In navigation, a radio beacon or radiobeacon is a kind of beacon, a device that marks a fixed location and allows direction-finding equipment to find relative bearing. But instead of employing visible light, radio beacons transmit electromagnetic radiation in the radio wave band. They are used for direction-finding systems on ships, aircraft and vehicles.

Radio beacons transmit a continuous or periodic radio signal with limited information (for example, its identification or location) on a specified radio frequency. Occasionally, the beacon's transmission includes other information, such as telemetric or meteorological data.

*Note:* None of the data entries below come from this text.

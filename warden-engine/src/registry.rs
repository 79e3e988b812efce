//! Role registry
//!
//! The authoritative, process-wide list of roles. Roles are fetched from a
//! [`RoleStore`] on first use and memoized; concurrent first callers share a
//! single fetch. Administrative mutations go through the store and then
//! update the memoized snapshot so the next read sees them.

use std::collections::HashSet;
use std::sync::Arc;
use tokio::sync::{Mutex, RwLock};
use warden_api::{ModelError, Role, RoleDraft, RoleId, RoleName, RoleUpdate, DEFAULT_SUPER_ROLE};

use crate::store::{RoleStore, StoreError};

/// Errors that can occur during registry operations
#[derive(Debug, thiserror::Error)]
pub enum RegistryError {
    #[error("Role store error: {0}")]
    Store(#[from] StoreError),

    #[error("Invalid role: {0}")]
    Model(#[from] ModelError),

    #[error("Role not found: {0}")]
    RoleNotFound(RoleId),

    #[error("Cannot delete role '{name}': assigned to {users} user(s)")]
    RoleInUse { name: RoleName, users: usize },

    #[error("Role '{0}' is protected and cannot be removed or renamed")]
    ProtectedRole(RoleName),

    #[error("A role named '{0}' already exists")]
    DuplicateRoleName(RoleName),
}

/// A thread-safe, lazily loaded role registry
#[derive(Clone)]
pub struct RoleRegistry {
    inner: Arc<RwLock<RegistryInner>>,
    store: Arc<dyn RoleStore>,
    protected_role: Arc<str>,
    /// Held while fetching, so concurrent first reads share one fetch
    load_lock: Arc<Mutex<()>>,
    /// Serializes administrative mutations
    write_lock: Arc<Mutex<()>>,
}

#[derive(Default)]
struct RegistryInner {
    roles: Option<Arc<Vec<Role>>>,
    /// Bumped on invalidation; a fetch started under an older generation
    /// does not populate the snapshot
    generation: u64,
}

impl RoleRegistry {
    /// Create a registry over a store, protecting the default super-role
    pub fn new(store: Arc<dyn RoleStore>) -> Self {
        Self::with_protected_role(store, DEFAULT_SUPER_ROLE)
    }

    /// Create a registry that protects the named role from removal
    pub fn with_protected_role(store: Arc<dyn RoleStore>, protected_role: &str) -> Self {
        Self {
            inner: Arc::new(RwLock::new(RegistryInner::default())),
            store,
            protected_role: Arc::from(protected_role),
            load_lock: Arc::new(Mutex::new(())),
            write_lock: Arc::new(Mutex::new(())),
        }
    }

    /// Name of the role that can never be deleted or renamed
    pub fn protected_role(&self) -> &str {
        &self.protected_role
    }

    /// The underlying store
    pub fn store(&self) -> &Arc<dyn RoleStore> {
        &self.store
    }

    /// All known roles
    pub async fn list_roles(&self) -> Result<Vec<Role>, RegistryError> {
        Ok(self.snapshot().await?.as_ref().clone())
    }

    /// Look up a role by exact name
    pub async fn find_role(&self, name: &str) -> Result<Option<Role>, RegistryError> {
        let roles = self.snapshot().await?;
        Ok(roles.iter().find(|r| r.name == name).cloned())
    }

    /// Look up a role by id
    pub async fn find_role_by_id(&self, id: RoleId) -> Result<Option<Role>, RegistryError> {
        let roles = self.snapshot().await?;
        Ok(roles.iter().find(|r| r.id == id).cloned())
    }

    /// Whether the roles have been fetched
    pub async fn is_loaded(&self) -> bool {
        self.inner.read().await.roles.is_some()
    }

    /// Drop the memoized roles; the next read fetches again
    pub async fn invalidate(&self) {
        let mut inner = self.inner.write().await;
        inner.roles = None;
        inner.generation += 1;
        tracing::debug!(generation = inner.generation, "Role registry invalidated");
    }

    /// Create a role; names must be unique
    pub async fn create_role(&self, draft: RoleDraft) -> Result<Role, RegistryError> {
        draft.validate()?;
        let _write = self.write_lock.lock().await;

        let roles = self.snapshot().await?;
        if roles.iter().any(|r| r.name == draft.name) {
            return Err(RegistryError::DuplicateRoleName(draft.name));
        }

        let role = self.store.create_role(draft).await?;
        self.edit_snapshot(|roles| roles.push(role.clone())).await;

        tracing::info!(role = %role.name, id = %role.id, "Role created");
        Ok(role)
    }

    /// Update a role
    ///
    /// The protected role cannot be renamed; a role assigned to users cannot
    /// be renamed either, since users reference roles by name.
    pub async fn update_role(&self, id: RoleId, update: RoleUpdate) -> Result<Role, RegistryError> {
        update.validate()?;
        let _write = self.write_lock.lock().await;

        let roles = self.snapshot().await?;
        let current = roles
            .iter()
            .find(|r| r.id == id)
            .ok_or(RegistryError::RoleNotFound(id))?;

        if let Some(new_name) = update.name.as_ref().filter(|n| **n != current.name) {
            if current.name == *self.protected_role {
                return Err(RegistryError::ProtectedRole(current.name.clone()));
            }
            if roles.iter().any(|r| r.name == *new_name) {
                return Err(RegistryError::DuplicateRoleName(new_name.clone()));
            }
            let users = self.store.users_with_role(&current.name).await?;
            if !users.is_empty() {
                return Err(RegistryError::RoleInUse {
                    name: current.name.clone(),
                    users: users.len(),
                });
            }
        }

        let role = self.store.update_role(id, update).await.map_err(|e| match e {
            StoreError::NotFound(id) => RegistryError::RoleNotFound(id),
            other => other.into(),
        })?;
        self.edit_snapshot(|roles| {
            if let Some(slot) = roles.iter_mut().find(|r| r.id == id) {
                *slot = role.clone();
            }
        })
        .await;

        tracing::info!(role = %role.name, id = %role.id, "Role updated");
        Ok(role)
    }

    /// Delete a role and return it
    ///
    /// Fails with [`RegistryError::ProtectedRole`] for the protected role and
    /// [`RegistryError::RoleInUse`] while any user references the role; the
    /// registry is left unchanged in both cases.
    pub async fn delete_role(&self, id: RoleId) -> Result<Role, RegistryError> {
        let _write = self.write_lock.lock().await;

        let roles = self.snapshot().await?;
        let role = roles
            .iter()
            .find(|r| r.id == id)
            .cloned()
            .ok_or(RegistryError::RoleNotFound(id))?;

        if role.name == *self.protected_role {
            tracing::warn!(role = %role.name, "Refusing to delete protected role");
            return Err(RegistryError::ProtectedRole(role.name));
        }

        let users = self.store.users_with_role(&role.name).await?;
        if !users.is_empty() {
            tracing::warn!(role = %role.name, users = users.len(), "Refusing to delete role in use");
            return Err(RegistryError::RoleInUse {
                name: role.name,
                users: users.len(),
            });
        }

        self.store.delete_role(id).await.map_err(|e| match e {
            StoreError::NotFound(id) => RegistryError::RoleNotFound(id),
            other => other.into(),
        })?;
        self.edit_snapshot(|roles| roles.retain(|r| r.id != id)).await;

        tracing::info!(role = %role.name, id = %role.id, "Role deleted");
        Ok(role)
    }

    /// Return the memoized roles, fetching them at most once
    async fn snapshot(&self) -> Result<Arc<Vec<Role>>, RegistryError> {
        if let Some(roles) = self.inner.read().await.roles.clone() {
            return Ok(roles);
        }

        let _load = self.load_lock.lock().await;

        // Another caller may have finished the fetch while we waited.
        let generation = {
            let inner = self.inner.read().await;
            if let Some(roles) = inner.roles.clone() {
                return Ok(roles);
            }
            inner.generation
        };

        let roles = self.store.fetch_roles().await?;
        check_unique_names(&roles)?;
        let roles = Arc::new(roles);

        let mut inner = self.inner.write().await;
        if inner.generation == generation {
            inner.roles = Some(roles.clone());
            tracing::info!(count = roles.len(), "Roles loaded");
        }
        Ok(roles)
    }

    async fn edit_snapshot(&self, f: impl FnOnce(&mut Vec<Role>)) {
        let mut inner = self.inner.write().await;
        if let Some(roles) = inner.roles.as_mut() {
            f(Arc::make_mut(roles));
        }
    }
}

fn check_unique_names(roles: &[Role]) -> Result<(), RegistryError> {
    let mut seen = HashSet::new();
    for role in roles {
        if !seen.insert(role.name.as_str()) {
            return Err(RegistryError::DuplicateRoleName(role.name.clone()));
        }
    }
    Ok(())
}

impl std::fmt::Debug for RoleRegistry {
    fn fmt(&self, f: &mut std::fmt::Formatter<'_>) -> std::fmt::Result {
        f.debug_struct("RoleRegistry")
            .field("protected_role", &self.protected_role)
            .finish_non_exhaustive()
    }
}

Radio beacons have many applications, including air and sea navigation, propagation research, robotic mapping, radio-frequency identification (RFID), near-field communication (NFC) and indoor navigation, as with real-time locating systems (RTLS) like Syledis or simultaneous localization and mapping (SLAM).

Types

Radio-navigation beacons
 
The most basic radio-navigational aid used in aviation is the non-directional beacon or NDB. It is a simple low- and medium-frequency transmitter used to locate airway intersections and airports and to conduct instrument approaches, with the use of a radio direction finder located on the aircraft. The aviation NDBs, especially the ones marking airway intersections, are gradually being decommissioned and replaced with other navigational aids based on newer technologies. Due to relatively low purchase, maintenance and calibration cost, NDBs are still used to mark locations of smaller aerodromes and important helicopter landing sites.

Marine beacons, based on the same technology and installed in coastal areas, have also been used by ships at sea. Most of them, especially in the Western world, are no longer in service, while some have been converted to telemetry transmitters for differential GPS.

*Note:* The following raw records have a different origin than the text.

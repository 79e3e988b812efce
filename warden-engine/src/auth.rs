//! Authentication collaborator
//!
//! The engine does not authenticate anyone. It asks an [`AuthProvider`] who
//! the current user is and listens to its events to keep the permission
//! cache in step with logins, logouts and role changes.

use std::sync::{PoisonError, RwLock};
use tokio::sync::broadcast;
use warden_api::{CurrentUser, UserId};

/// Buffered events per subscriber before it starts lagging
const EVENT_CAPACITY: usize = 64;

/// Session transitions the permission cache reacts to
#[derive(Debug, Clone, PartialEq, Eq)]
pub enum AuthEvent {
    LoggedIn(CurrentUser),
    LoggedOut,
    RoleChanged { user_id: UserId, role: Option<String> },
}

/// Source of the current principal and of session events
pub trait AuthProvider: Send + Sync {
    /// The current principal, `None` when nobody is logged in
    fn current_user(&self) -> Option<CurrentUser>;

    /// Subscribe to session events
    fn subscribe(&self) -> broadcast::Receiver<AuthEvent>;
}

/// In-process session holder
#[derive(Debug)]
pub struct SessionAuth {
    current: RwLock<Option<CurrentUser>>,
    events: broadcast::Sender<AuthEvent>,
}

impl SessionAuth {
    /// A session with nobody logged in
    pub fn new() -> Self {
        let (events, _) = broadcast::channel(EVENT_CAPACITY);
        Self {
            current: RwLock::new(None),
            events,
        }
    }

    /// A session already logged in as `user`, without emitting an event
    pub fn logged_in(user: CurrentUser) -> Self {
        let session = Self::new();
        *session.write() = Some(user);
        session
    }

    pub fn login(&self, user: CurrentUser) {
        tracing::info!(user = %user.id, role = ?user.role, "User logged in");
        *self.write() = Some(user.clone());
        self.emit(AuthEvent::LoggedIn(user));
    }

    pub fn logout(&self) {
        let previous = self.write().take();
        if let Some(user) = previous {
            tracing::info!(user = %user.id, "User logged out");
        }
        self.emit(AuthEvent::LoggedOut);
    }

    /// Change the role of the logged-in user
    ///
    /// Returns `false` if `user_id` is not the current user.
    pub fn change_role(&self, user_id: UserId, role: Option<String>) -> bool {
        {
            let mut current = self.write();
            match current.as_mut() {
                Some(user) if user.id == user_id => user.role = role.clone(),
                _ => return false,
            }
        }
        tracing::info!(user = %user_id, role = ?role, "User role changed");
        self.emit(AuthEvent::RoleChanged { user_id, role });
        true
    }

    fn emit(&self, event: AuthEvent) {
        // No subscribers is fine.
        let _ = self.events.send(event);
    }

    fn write(&self) -> std::sync::RwLockWriteGuard<'_, Option<CurrentUser>> {
        self.current.write().unwrap_or_else(PoisonError::into_inner)
    }
}

impl Default for SessionAuth {
    fn default() -> Self {
        Self::new()
    }
}

impl AuthProvider for SessionAuth {
    fn current_user(&self) -> Option<CurrentUser> {
        self.current
            .read()
            .unwrap_or_else(PoisonError::into_inner)
            .clone()
    }

    fn subscribe(&self) -> broadcast::Receiver<AuthEvent> {
        self.events.subscribe()
    }
}

#[cfg(test)]
mod tests {
    use super::*;

    #[tokio::test]
    async fn test_session_events() {
        let auth = SessionAuth::new();
        let mut events = auth.subscribe();
        assert!(auth.current_user().is_none());

        let user = CurrentUser::authenticated(UserId(4), "officer");
        auth.login(user.clone());
        assert_eq!(auth.current_user(), Some(user.clone()));
        assert_eq!(events.recv().await.unwrap(), AuthEvent::LoggedIn(user));

        assert!(auth.change_role(UserId(4), Some("station_commander".into())));
        assert_eq!(
            events.recv().await.unwrap(),
            AuthEvent::RoleChanged {
                user_id: UserId(4),
                role: Some("station_commander".into())
            }
        );
        assert_eq!(
            auth.current_user().unwrap().role.as_deref(),
            Some("station_commander")
        );

        auth.logout();
        assert!(auth.current_user().is_none());
        assert_eq!(events.recv().await.unwrap(), AuthEvent::LoggedOut);
    }

    #[test]
    fn test_change_role_requires_current_user() {
        let auth = SessionAuth::logged_in(CurrentUser::authenticated(UserId(1), "officer"));
        assert!(!auth.change_role(UserId(2), None));
        assert_eq!(auth.current_user().unwrap().role.as_deref(), Some("officer"));

        auth.logout();
        assert!(!auth.change_role(UserId(1), None));
    }
}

Other than dedicated radio beacons, any AM, VHF, or UHF radio station at a known location can be used as a beacon with direction-finding equipment.

ILS marker beacons

A marker beacon is a specialized beacon used in aviation, in conjunction with an instrument landing system (ILS), to give pilots a means to determine distance to the runway. Marker beacons transmit on the dedicated frequency of 75 MHz. This type of beacon is slowly being phased out, and most new ILS installations have no marker beacons.

Amateur radio propagation beacons

An amateur radio propagation beacon is specifically used to study the propagation of radio signals. Nearly all of them are part of the amateur radio service.

Single-letter high-frequency beacons

A group of radio beacons with single-letter identifiers ("C", "D", "M", "S", "P", etc.) transmitting in Morse code have been regularly reported on various high frequencies. There is no official information available about these transmitters, and they are not registered with the International Telecommunication Union. Some investigators suggest that some of these so-called "cluster beacons" are actually radio propagation beacons for naval use.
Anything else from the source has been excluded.